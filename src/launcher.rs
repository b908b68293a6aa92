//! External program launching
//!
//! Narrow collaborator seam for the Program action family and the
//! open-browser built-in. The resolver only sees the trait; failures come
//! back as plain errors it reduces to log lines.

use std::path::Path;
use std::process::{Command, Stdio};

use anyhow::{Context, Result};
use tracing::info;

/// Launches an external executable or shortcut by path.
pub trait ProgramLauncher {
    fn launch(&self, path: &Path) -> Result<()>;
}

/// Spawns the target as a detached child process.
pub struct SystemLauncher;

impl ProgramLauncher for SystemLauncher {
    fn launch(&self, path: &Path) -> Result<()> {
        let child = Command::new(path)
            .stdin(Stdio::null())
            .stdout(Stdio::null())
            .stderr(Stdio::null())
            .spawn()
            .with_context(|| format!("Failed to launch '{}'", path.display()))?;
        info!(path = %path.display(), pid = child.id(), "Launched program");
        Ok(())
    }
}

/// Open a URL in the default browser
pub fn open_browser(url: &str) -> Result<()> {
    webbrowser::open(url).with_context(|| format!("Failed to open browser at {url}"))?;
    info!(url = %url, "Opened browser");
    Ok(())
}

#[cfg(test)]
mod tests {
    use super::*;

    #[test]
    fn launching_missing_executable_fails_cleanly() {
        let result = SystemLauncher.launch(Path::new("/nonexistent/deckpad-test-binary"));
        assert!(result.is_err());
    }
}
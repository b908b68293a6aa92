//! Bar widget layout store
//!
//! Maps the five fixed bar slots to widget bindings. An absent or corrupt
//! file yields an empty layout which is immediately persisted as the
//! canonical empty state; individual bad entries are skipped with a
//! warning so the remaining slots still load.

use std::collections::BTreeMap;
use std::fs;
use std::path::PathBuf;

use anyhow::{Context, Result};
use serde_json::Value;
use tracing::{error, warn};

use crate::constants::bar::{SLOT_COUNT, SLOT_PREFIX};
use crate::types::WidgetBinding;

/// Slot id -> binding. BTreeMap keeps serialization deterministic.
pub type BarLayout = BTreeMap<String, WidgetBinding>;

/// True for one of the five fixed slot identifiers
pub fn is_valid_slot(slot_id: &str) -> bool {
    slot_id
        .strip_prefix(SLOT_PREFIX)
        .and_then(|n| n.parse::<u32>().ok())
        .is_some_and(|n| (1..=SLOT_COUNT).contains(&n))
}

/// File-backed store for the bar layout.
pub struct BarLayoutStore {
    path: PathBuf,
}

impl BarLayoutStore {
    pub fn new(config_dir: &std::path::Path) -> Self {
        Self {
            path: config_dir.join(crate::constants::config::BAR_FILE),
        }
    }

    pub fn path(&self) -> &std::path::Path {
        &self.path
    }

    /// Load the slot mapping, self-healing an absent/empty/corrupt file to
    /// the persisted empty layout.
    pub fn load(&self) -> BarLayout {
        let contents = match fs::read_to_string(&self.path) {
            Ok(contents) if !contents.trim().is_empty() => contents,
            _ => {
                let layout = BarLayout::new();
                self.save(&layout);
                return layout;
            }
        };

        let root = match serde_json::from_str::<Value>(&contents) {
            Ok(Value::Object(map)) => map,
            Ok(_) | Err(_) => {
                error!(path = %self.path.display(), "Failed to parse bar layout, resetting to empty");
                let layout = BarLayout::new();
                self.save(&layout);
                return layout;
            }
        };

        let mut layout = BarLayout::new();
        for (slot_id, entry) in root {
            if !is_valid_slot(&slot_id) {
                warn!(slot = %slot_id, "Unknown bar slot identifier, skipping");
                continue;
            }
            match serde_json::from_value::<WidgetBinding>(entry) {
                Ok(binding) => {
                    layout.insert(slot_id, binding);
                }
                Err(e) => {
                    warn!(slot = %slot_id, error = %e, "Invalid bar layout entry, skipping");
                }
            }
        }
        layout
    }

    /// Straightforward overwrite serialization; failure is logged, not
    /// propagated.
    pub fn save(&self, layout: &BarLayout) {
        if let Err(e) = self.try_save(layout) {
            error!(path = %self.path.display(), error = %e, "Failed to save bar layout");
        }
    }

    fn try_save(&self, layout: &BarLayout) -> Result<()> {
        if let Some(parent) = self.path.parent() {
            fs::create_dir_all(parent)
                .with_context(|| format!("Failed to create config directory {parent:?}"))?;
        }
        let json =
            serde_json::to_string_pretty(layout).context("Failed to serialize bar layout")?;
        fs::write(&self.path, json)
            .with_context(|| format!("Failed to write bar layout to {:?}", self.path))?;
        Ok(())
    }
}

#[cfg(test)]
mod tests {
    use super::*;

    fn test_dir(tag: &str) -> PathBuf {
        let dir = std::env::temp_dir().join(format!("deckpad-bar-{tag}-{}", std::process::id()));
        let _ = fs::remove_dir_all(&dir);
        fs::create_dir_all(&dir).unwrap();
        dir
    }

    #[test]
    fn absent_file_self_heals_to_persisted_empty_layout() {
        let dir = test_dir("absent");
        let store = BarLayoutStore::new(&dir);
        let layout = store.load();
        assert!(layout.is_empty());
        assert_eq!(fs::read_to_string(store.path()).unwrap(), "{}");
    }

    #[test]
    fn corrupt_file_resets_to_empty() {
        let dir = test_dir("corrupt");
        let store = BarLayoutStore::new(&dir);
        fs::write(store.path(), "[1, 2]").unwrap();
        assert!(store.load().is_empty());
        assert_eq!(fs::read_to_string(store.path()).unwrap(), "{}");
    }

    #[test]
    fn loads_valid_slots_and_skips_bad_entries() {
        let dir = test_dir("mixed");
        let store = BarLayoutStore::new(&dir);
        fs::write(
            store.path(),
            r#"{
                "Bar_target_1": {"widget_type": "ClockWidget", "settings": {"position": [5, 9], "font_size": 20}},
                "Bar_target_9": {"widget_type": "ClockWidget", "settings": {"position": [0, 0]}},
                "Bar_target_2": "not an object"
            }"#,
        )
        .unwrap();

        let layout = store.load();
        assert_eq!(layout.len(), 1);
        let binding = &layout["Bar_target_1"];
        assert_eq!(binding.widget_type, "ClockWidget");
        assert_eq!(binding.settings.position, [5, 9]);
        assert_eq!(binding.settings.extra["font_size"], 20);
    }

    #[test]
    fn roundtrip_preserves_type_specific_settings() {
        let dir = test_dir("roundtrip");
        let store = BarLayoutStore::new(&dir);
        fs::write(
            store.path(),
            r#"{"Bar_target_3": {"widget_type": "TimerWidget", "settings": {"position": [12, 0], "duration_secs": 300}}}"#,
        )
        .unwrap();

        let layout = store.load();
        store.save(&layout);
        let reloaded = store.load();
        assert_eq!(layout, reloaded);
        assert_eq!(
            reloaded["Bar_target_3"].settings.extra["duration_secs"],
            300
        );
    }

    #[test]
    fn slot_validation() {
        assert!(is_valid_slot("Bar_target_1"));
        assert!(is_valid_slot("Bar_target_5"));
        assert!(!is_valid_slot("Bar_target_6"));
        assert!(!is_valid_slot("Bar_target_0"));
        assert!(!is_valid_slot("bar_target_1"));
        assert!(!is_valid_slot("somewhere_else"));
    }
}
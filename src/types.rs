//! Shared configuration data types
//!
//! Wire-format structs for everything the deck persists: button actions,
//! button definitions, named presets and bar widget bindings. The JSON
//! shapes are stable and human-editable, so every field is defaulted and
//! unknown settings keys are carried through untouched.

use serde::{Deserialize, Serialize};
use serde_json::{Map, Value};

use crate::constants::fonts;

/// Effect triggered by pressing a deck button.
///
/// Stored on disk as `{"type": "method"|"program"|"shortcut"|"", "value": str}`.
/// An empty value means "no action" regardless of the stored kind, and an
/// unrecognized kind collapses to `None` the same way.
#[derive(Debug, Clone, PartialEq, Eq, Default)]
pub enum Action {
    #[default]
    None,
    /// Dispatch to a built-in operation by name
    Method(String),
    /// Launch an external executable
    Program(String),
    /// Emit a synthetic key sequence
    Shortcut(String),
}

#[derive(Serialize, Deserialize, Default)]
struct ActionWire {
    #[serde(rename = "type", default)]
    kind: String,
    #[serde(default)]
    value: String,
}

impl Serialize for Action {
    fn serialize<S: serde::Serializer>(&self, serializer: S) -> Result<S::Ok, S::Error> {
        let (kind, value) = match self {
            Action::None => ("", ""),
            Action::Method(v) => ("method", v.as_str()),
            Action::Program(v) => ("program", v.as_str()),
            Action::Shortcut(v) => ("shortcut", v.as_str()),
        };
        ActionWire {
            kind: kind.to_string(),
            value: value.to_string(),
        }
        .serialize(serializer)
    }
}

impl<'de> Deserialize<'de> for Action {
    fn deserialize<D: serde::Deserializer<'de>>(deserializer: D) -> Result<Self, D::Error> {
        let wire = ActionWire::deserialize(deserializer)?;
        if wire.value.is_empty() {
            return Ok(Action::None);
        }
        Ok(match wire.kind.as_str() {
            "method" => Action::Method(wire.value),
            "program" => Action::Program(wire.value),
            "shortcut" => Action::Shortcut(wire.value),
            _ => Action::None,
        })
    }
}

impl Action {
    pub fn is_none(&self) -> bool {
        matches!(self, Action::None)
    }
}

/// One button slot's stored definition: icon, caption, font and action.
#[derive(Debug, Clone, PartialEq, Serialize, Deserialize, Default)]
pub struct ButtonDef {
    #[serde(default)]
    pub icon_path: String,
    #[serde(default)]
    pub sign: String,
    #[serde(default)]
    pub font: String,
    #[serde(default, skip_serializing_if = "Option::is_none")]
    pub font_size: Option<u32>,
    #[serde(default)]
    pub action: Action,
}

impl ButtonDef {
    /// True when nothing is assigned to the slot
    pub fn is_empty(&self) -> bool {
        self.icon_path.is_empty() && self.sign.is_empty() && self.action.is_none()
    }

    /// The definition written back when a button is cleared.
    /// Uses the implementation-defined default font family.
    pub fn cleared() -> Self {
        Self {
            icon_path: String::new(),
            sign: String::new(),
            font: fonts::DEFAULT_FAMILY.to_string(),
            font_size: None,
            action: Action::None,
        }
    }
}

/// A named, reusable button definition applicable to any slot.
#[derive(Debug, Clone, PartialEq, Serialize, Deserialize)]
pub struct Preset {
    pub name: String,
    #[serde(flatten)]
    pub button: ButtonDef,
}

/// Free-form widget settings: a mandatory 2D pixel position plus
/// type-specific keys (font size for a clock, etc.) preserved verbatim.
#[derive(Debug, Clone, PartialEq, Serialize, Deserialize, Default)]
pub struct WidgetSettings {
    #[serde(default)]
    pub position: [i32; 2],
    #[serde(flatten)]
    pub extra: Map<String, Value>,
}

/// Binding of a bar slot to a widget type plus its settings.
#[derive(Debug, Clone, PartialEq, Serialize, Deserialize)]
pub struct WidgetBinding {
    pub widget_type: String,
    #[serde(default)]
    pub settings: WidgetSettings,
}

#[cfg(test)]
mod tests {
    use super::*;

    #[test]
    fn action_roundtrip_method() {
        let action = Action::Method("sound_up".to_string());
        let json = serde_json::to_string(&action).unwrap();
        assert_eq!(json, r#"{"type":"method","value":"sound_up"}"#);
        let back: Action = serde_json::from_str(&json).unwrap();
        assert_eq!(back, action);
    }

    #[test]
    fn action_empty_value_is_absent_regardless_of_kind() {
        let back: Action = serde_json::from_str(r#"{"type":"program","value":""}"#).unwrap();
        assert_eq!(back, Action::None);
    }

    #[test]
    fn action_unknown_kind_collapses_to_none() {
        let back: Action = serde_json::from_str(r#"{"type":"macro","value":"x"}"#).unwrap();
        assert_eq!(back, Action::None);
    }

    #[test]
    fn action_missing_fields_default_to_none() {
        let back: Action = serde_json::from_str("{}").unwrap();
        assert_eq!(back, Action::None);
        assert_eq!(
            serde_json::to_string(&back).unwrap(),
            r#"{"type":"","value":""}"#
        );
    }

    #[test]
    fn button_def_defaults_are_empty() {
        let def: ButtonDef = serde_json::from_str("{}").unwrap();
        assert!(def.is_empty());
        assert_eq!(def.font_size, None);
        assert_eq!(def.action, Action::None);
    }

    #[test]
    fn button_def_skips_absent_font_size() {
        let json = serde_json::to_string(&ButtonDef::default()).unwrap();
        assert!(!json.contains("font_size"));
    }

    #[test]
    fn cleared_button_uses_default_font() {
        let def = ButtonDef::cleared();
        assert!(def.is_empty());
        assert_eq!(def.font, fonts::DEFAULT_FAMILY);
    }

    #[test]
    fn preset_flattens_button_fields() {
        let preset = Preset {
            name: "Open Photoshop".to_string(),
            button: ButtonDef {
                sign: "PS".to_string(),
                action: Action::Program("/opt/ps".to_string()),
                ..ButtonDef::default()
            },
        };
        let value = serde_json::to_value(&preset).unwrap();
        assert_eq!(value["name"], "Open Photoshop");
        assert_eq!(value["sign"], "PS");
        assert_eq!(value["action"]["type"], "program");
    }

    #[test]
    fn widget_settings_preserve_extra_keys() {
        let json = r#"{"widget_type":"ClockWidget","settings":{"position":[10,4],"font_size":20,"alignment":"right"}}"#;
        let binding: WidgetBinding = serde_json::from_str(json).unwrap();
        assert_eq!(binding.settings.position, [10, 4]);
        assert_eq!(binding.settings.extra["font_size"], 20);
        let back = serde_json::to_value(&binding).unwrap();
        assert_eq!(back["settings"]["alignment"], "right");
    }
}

(What the exercise asks) Going through the records above, count the lines that hold the string "plus" and give only the total.

(Output for this exercise) 2